The Scottish government will soon be publishing its first new substance misuse strategy in a decade.

It says it will look at putting a much higher focus on treatment and harm reduction and that it will seek to find better ways of gathering information about drug users.

Public Health Minister Aileen Campbell said: "So we've had since 2008 the Road to Recovery strategy and one of the successes has been the three-week referral waiting time.

"We've met that, we've exceeded the target. But then, that's why there is an opportunity with the refreshed drug and alcohol strategy to make sure that the evidence that we have, the data that we gather, absolutely tells us the complete picture around that individual who needs holistic support and help.
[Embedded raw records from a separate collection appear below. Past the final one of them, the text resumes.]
//! TruckerCloud endpoint catalog
//!
//! Most endpoints iterate over the carrier list, so they declare a
//! dependency on `CarriersV4` and extract carrier code rows from its
//! pages. Codes of type `TCID` are TruckerCloud-internal identifiers and
//! are filtered out everywhere.

use std::collections::BTreeMap;

use apipull_core::builders::RequestBuilder;
use apipull_core::model::{EndpointDefinition, EndpointEntry, FetchResult, HttpMethod};
use chrono::Duration;

use crate::jsonq::quick_query;

const TIME_FORMAT_SECONDS: &str = "%Y-%m-%dT%H:%M:%SZ";
const TIME_FORMAT_MILLIS: &str = "%Y-%m-%dT%H:%M:%S%.3fZ";

/// All carriers. Iteration source for most TruckerCloud endpoints.
pub fn carriers_v4() -> EndpointDefinition {
    EndpointDefinition::new("carriers", "Carriers", 4, RequestBuilder::Simple)
        .with_page_size(1000)
        .with_description("All carriers. Iteration source for most TruckerCloud endpoints.")
}

/// All vehicles. Iteration source for vehicle ignition.
pub fn vehicles_v4() -> EndpointDefinition {
    EndpointDefinition::new("vehicles", "Vehicles", 4, RequestBuilder::Simple)
        .with_page_size(1000)
        .with_description("All vehicles. Iteration source for VehicleIgnitionV4.")
}

pub fn subscriptions_v4() -> EndpointDefinition {
    EndpointDefinition::new("subscriptions", "Subscriptions", 4, RequestBuilder::Simple)
        .with_page_size(1000)
        .with_description("All subscriptions.")
}

/// Drivers per carrier.
pub fn drivers_v4() -> EndpointDefinition {
    EndpointDefinition::new(
        "drivers",
        "Drivers",
        4,
        RequestBuilder::Dependent {
            extract: extract_carrier_codes,
        },
    )
    .with_page_size(1000)
    .with_depends_on("CarriersV4")
    .with_description("Drivers per carrier.")
}

/// Risk scores per carrier.
pub fn risk_scores_v4() -> EndpointDefinition {
    EndpointDefinition::new(
        "risk-scores",
        "RiskScores",
        4,
        RequestBuilder::Dependent {
            extract: extract_carrier_codes,
        },
    )
    .with_page_size(1000)
    .with_depends_on("CarriersV4")
    .with_description("Risk scores per carrier.")
}

/// Vehicle ignition data per vehicle.
///
/// WARNING: known to return extremely large payloads (900K+ lines per
/// vehicle) with no date filtering.
pub fn vehicle_ignition_v4() -> EndpointDefinition {
    EndpointDefinition::new(
        "vehicles/ignition",
        "VehicleIgnition",
        4,
        RequestBuilder::Dependent {
            extract: extract_vehicle_rows,
        },
    )
    .with_page_size(1000)
    .with_depends_on("VehiclesV4")
    .with_description("Vehicle ignition data. WARNING: very large payloads.")
}

/// Safety events per carrier+ELD within a time window. POST endpoint; the
/// window is formatted with millisecond precision.
pub fn safety_events_v5() -> EndpointDefinition {
    EndpointDefinition::new(
        "safety-events",
        "SafetyEvents",
        5,
        RequestBuilder::DependentWithWindow {
            extract: extract_carrier_codes_and_eld_short_names,
            start_param: "startTime",
            end_param: "endTime",
            time_format: TIME_FORMAT_MILLIS,
        },
    )
    .with_method(HttpMethod::Post)
    .with_page_size(100)
    .with_watermark()
    .with_min_time_span(Duration::hours(12))
    .with_depends_on("CarriersV4")
    .with_description("Safety events per carrier+ELD within a time window.")
}

pub fn radius_of_operation_v4() -> EndpointDefinition {
    EndpointDefinition::new(
        "radius-of-operation",
        "RadiusOfOperation",
        4,
        RequestBuilder::DependentWithWindow {
            extract: extract_carrier_codes_and_eld_short_names,
            start_param: "startTime",
            end_param: "endTime",
            time_format: TIME_FORMAT_SECONDS,
        },
    )
    .with_page_size(1000)
    .with_watermark()
    .with_min_time_span(Duration::hours(12))
    .with_depends_on("CarriersV4")
    .with_description("Radius of operation within a time window.")
}

pub fn gps_miles_v4() -> EndpointDefinition {
    EndpointDefinition::new(
        "enriched-data/gps-miles",
        "GpsMiles",
        4,
        RequestBuilder::DependentWithWindow {
            extract: extract_carrier_codes_and_eld_standard_names,
            start_param: "startDateTime",
            end_param: "endDateTime",
            time_format: TIME_FORMAT_SECONDS,
        },
    )
    .with_page_size(1000)
    .with_watermark()
    .with_min_time_span(Duration::hours(12))
    .with_depends_on("CarriersV4")
    .with_description("GPS miles within a time window.")
}

pub fn zip_code_miles_v4() -> EndpointDefinition {
    EndpointDefinition::new(
        "enriched-data/zip-code-miles",
        "ZipCodeMiles",
        4,
        RequestBuilder::DependentWithWindow {
            extract: extract_carrier_codes_and_eld_standard_names,
            start_param: "startDateTime",
            end_param: "endDateTime",
            time_format: TIME_FORMAT_SECONDS,
        },
    )
    .with_page_size(1000)
    .with_watermark()
    .with_min_time_span(Duration::hours(12))
    .with_depends_on("CarriersV4")
    .with_description("Zip code miles within a time window.")
}

/// Trip data within a time window. The vendor rejects windows of a full
/// day or more, hence the just-under-24h maximum.
pub fn trips_v5() -> EndpointDefinition {
    EndpointDefinition::new(
        "trips",
        "Trips",
        5,
        RequestBuilder::DependentWithWindow {
            extract: extract_carrier_codes_and_eld_standard_names,
            start_param: "startDateTime",
            end_param: "endDateTime",
            time_format: TIME_FORMAT_SECONDS,
        },
    )
    .with_page_size(1000)
    .with_watermark()
    .with_min_time_span(Duration::hours(8))
    .with_max_time_span(Duration::days(1) - Duration::seconds(1))
    .with_depends_on("CarriersV4")
    .with_description("Trip data within a time window (max ~24h).")
}

/// The full TruckerCloud catalog, keyed by the names dependency
/// declarations use.
pub fn catalog() -> Vec<EndpointEntry> {
    vec![
        EndpointEntry::new("CarriersV4", carriers_v4()),
        EndpointEntry::new("VehiclesV4", vehicles_v4()),
        EndpointEntry::new("SubscriptionsV4", subscriptions_v4()),
        EndpointEntry::new("DriversV4", drivers_v4()),
        EndpointEntry::new("RiskScoresV4", risk_scores_v4()),
        EndpointEntry::new("VehicleIgnitionV4", vehicle_ignition_v4()),
        EndpointEntry::new("SafetyEventsV5", safety_events_v5()),
        EndpointEntry::new("RadiusOfOperationV4", radius_of_operation_v4()),
        EndpointEntry::new("GpsMilesV4", gps_miles_v4()),
        EndpointEntry::new("ZipCodeMilesV4", zip_code_miles_v4()),
        EndpointEntry::new("TripsV5", trips_v5()),
    ]
}

// === Row extractors ===

fn page_contents(results: &[FetchResult]) -> Vec<&str> {
    results
        .iter()
        .map(|r| r.content())
        .filter(|c| !c.trim().is_empty())
        .collect()
}

fn is_internal_code(row: &BTreeMap<String, String>) -> bool {
    row.get("CarrierCodeType")
        .or_else(|| row.get("CodeType"))
        .map(|t| t.eq_ignore_ascii_case("TCID"))
        .unwrap_or(false)
}

/// One row per carrier code: `carrierCode` + `codeType`.
fn extract_carrier_codes(carriers: &[FetchResult]) -> Vec<BTreeMap<String, String>> {
    quick_query(
        page_contents(carriers),
        &[
            ("CarrierCodeType", "carrierInfo.carrierInfoCodes[*].codeType"),
            ("CarrierCode", "carrierInfo.carrierInfoCodes[*].carrierCode"),
        ],
        true,
        "content",
    )
    .into_iter()
    .filter(|row| !is_internal_code(row))
    .map(|row| {
        let mut params = BTreeMap::new();
        params.insert("carrierCode".to_string(), row["CarrierCode"].clone());
        params.insert("codeType".to_string(), row["CarrierCodeType"].clone());
        params
    })
    .collect()
}

fn carrier_code_and_eld_rows(carriers: &[FetchResult]) -> Vec<BTreeMap<String, String>> {
    quick_query(
        page_contents(carriers),
        &[
            ("CarrierCodeType", "carrierInfo.carrierInfoCodes[*].codeType"),
            ("CarrierCode", "carrierInfo.carrierInfoCodes[*].carrierCode"),
            ("EldVendor", "eldVendorInfo.[*].eldVendor"),
        ],
        true,
        "content",
    )
    .into_iter()
    .filter(|row| !is_internal_code(row))
    .collect()
}

/// Carrier+ELD rows with the short parameter names most endpoints take.
fn extract_carrier_codes_and_eld_short_names(
    carriers: &[FetchResult],
) -> Vec<BTreeMap<String, String>> {
    carrier_code_and_eld_rows(carriers)
        .into_iter()
        .map(|row| {
            let mut params = BTreeMap::new();
            params.insert("carrierCode".to_string(), row["CarrierCode"].clone());
            params.insert("codeType".to_string(), row["CarrierCodeType"].clone());
            params.insert("eldVendor".to_string(), row["EldVendor"].clone());
            params
        })
        .collect()
}

/// GpsMiles, ZipCodeMiles, and Trips use longer query parameter key names
/// than the other carrier+ELD endpoints.
fn extract_carrier_codes_and_eld_standard_names(
    carriers: &[FetchResult],
) -> Vec<BTreeMap<String, String>> {
    carrier_code_and_eld_rows(carriers)
        .into_iter()
        .map(|row| {
            let mut params = BTreeMap::new();
            params.insert("carrierCodeValue".to_string(), row["CarrierCode"].clone());
            params.insert("carrierCodeType".to_string(), row["CarrierCodeType"].clone());
            params.insert("eldVendor".to_string(), row["EldVendor"].clone());
            params
        })
        .collect()
}

/// One row per vehicle with its carrier code and ELD vendor.
fn extract_vehicle_rows(vehicles: &[FetchResult]) -> Vec<BTreeMap<String, String>> {
    quick_query(
        page_contents(vehicles),
        &[
            ("CarrierCode", "carrierCodes[*].carrierCode"),
            ("CodeType", "carrierCodes[*].codeType"),
            ("EldVendor", "eldVendors[*].eldVendor"),
            ("VehicleId", "assetEldId"),
        ],
        true,
        "content",
    )
    .into_iter()
    .filter(|row| !is_internal_code(row))
    .filter(|row| {
        ["CarrierCode", "EldVendor", "VehicleId"]
            .iter()
            .all(|key| row.get(*key).map(|v| !v.trim().is_empty()).unwrap_or(false))
    })
    .map(|row| {
        let mut params = BTreeMap::new();
        params.insert("carrierCode".to_string(), row["CarrierCode"].clone());
        params.insert("codeType".to_string(), row["CodeType"].clone());
        params.insert("eldVendor".to_string(), row["EldVendor"].clone());
        params.insert("vehicleId".to_string(), row["VehicleId"].clone());
        params.insert("vehicleIdType".to_string(), "assetEldId".to_string());
        params
    })
    .collect()
}

#[cfg(test)]
#[allow(clippy::unwrap_used, clippy::expect_used)]
mod tests {
    use super::*;
    use apipull_core::model::{FetchRequest, IngestionRun, SystemRunIdSource};
    use apipull_core::resolver::resolve_chain;

    fn carriers_page(content: &str) -> FetchResult {
        let run = IngestionRun::new(&SystemRunIdSource, "test", "Telematics", "TruckerCloud");
        let mut result = FetchResult::new(run, FetchRequest::new("carriers", 4));
        result.set_content(content.to_string());
        result
    }

    const CARRIERS: &str = r#"{
        "content": [
            {
                "carrierInfo": {
                    "carrierInfoCodes": [
                        {"codeType": "DOT", "carrierCode": "12345"},
                        {"codeType": "TCID", "carrierCode": "tc-0001"}
                    ]
                },
                "eldVendorInfo": [{"eldVendor": "samsara"}]
            }
        ]
    }"#;

    #[test]
    fn test_tcid_codes_are_filtered_out() {
        let pages = vec![carriers_page(CARRIERS)];
        let rows = extract_carrier_codes(&pages);
        assert_eq!(rows.len(), 1);
        assert_eq!(rows[0]["carrierCode"], "12345");
        assert_eq!(rows[0]["codeType"], "DOT");
    }

    #[test]
    fn test_eld_extractors_use_their_param_names() {
        let pages = vec![carriers_page(CARRIERS)];

        let short = extract_carrier_codes_and_eld_short_names(&pages);
        assert_eq!(short.len(), 1);
        assert_eq!(short[0]["carrierCode"], "12345");
        assert_eq!(short[0]["eldVendor"], "samsara");

        let standard = extract_carrier_codes_and_eld_standard_names(&pages);
        assert_eq!(standard.len(), 1);
        assert_eq!(standard[0]["carrierCodeValue"], "12345");
        assert_eq!(standard[0]["carrierCodeType"], "DOT");
    }

    #[test]
    fn test_vehicle_rows_require_all_identifiers() {
        let vehicles = vec![carriers_page(
            r#"{
                "content": [
                    {
                        "assetEldId": "veh-1",
                        "carrierCodes": [{"carrierCode": "12345", "codeType": "DOT"}],
                        "eldVendors": [{"eldVendor": "samsara"}]
                    },
                    {
                        "assetEldId": "",
                        "carrierCodes": [{"carrierCode": "99999", "codeType": "DOT"}],
                        "eldVendors": [{"eldVendor": "keeptruckin"}]
                    }
                ]
            }"#,
        )];
        let rows = extract_vehicle_rows(&vehicles);
        assert_eq!(rows.len(), 1);
        assert_eq!(rows[0]["vehicleId"], "veh-1");
        assert_eq!(rows[0]["vehicleIdType"], "assetEldId");
    }

    #[test]
    fn test_catalog_dependencies_resolve() {
        let catalog = catalog();
        for entry in &catalog {
            let chain = resolve_chain(&catalog, &entry.name).unwrap();
            assert_eq!(chain.last().unwrap().name, entry.name);
        }
        let trips = resolve_chain(&catalog, "TripsV5").unwrap();
        let names: Vec<&str> = trips.iter().map(|e| e.name.as_str()).collect();
        assert_eq!(names, vec!["CarriersV4", "TripsV5"]);
    }

    #[test]
    fn test_trips_window_policy() {
        let trips = trips_v5();
        assert!(trips.supports_watermark);
        assert_eq!(trips.min_time_span, Some(Duration::hours(8)));
        assert_eq!(
            trips.max_time_span,
            Some(Duration::days(1) - Duration::seconds(1))
        );
    }
}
"That might not just be a clinical need, it might be housing, it might be the isolation that they have.

"So we need to make that real and will absolutely work hard through the new strategy with the increased resources that we're putting in to make that happen and make sure that people feel that they are given the response in a timely way, that they're given the treatment they require, and that they're able to have a life that feels supported and cared for."